Task details:
Copy out each line of the material in which the word "CancellationToken" can be found.

Records for this task:
[Start of section]
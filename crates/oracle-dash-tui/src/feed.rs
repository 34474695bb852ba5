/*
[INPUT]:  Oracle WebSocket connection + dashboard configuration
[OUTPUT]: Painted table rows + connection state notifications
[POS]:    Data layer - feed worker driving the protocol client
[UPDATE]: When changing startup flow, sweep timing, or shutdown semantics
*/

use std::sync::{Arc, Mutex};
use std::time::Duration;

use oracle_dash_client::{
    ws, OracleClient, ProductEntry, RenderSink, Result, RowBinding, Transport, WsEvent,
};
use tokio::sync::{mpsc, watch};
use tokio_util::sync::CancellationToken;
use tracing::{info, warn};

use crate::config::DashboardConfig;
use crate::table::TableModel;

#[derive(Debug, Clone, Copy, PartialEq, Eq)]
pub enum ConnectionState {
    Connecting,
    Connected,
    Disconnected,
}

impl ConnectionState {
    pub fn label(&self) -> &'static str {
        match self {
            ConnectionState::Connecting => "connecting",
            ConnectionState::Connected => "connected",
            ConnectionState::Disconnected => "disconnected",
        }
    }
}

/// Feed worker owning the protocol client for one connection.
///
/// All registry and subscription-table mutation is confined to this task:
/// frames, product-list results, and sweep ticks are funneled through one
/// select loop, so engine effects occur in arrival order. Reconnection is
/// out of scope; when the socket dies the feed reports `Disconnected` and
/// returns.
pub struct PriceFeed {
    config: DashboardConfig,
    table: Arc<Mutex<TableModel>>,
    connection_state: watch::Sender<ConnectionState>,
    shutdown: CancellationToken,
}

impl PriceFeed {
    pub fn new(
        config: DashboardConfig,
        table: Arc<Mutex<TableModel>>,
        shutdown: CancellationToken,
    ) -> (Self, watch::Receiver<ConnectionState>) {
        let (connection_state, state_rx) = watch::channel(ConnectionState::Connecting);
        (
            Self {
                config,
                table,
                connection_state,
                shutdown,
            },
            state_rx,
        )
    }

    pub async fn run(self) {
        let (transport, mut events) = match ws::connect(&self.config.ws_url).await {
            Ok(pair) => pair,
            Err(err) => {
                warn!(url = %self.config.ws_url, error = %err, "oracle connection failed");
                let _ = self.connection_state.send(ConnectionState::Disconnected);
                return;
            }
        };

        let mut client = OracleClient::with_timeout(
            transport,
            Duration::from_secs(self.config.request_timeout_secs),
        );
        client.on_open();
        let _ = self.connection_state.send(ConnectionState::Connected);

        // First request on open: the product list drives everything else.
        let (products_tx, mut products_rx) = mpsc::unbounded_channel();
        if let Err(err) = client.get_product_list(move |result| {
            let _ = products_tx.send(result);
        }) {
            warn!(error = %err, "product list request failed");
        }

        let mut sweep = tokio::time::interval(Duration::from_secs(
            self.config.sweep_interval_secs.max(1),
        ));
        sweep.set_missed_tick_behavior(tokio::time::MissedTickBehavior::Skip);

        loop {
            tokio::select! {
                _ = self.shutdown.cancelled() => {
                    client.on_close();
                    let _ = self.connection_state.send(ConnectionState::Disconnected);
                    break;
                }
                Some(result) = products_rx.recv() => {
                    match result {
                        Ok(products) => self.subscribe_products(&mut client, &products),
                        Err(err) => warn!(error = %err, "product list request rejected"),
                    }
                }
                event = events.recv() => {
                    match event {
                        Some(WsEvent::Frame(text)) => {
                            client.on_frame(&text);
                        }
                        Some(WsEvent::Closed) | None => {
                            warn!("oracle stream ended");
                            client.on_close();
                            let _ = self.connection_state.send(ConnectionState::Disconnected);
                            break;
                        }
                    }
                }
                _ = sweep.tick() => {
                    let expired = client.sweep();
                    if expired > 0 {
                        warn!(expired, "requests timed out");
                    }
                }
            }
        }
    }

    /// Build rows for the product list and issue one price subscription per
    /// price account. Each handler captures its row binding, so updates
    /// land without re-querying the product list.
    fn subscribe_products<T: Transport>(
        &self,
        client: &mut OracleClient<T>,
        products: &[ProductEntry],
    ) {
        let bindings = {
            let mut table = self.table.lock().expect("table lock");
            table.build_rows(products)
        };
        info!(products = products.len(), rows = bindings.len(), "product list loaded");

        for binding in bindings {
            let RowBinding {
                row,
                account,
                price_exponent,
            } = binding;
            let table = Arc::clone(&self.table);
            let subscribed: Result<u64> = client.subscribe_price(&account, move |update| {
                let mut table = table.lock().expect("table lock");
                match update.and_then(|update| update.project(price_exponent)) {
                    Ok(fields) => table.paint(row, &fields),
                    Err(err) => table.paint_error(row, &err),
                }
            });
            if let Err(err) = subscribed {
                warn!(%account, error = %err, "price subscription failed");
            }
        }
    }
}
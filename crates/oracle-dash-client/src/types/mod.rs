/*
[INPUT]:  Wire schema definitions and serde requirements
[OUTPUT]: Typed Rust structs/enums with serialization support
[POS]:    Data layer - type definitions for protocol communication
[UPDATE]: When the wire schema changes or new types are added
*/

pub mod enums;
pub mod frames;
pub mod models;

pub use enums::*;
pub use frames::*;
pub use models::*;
[End of section]
Response area:
use tokio_util::sync::CancellationToken;
    shutdown: CancellationToken,
        shutdown: CancellationToken,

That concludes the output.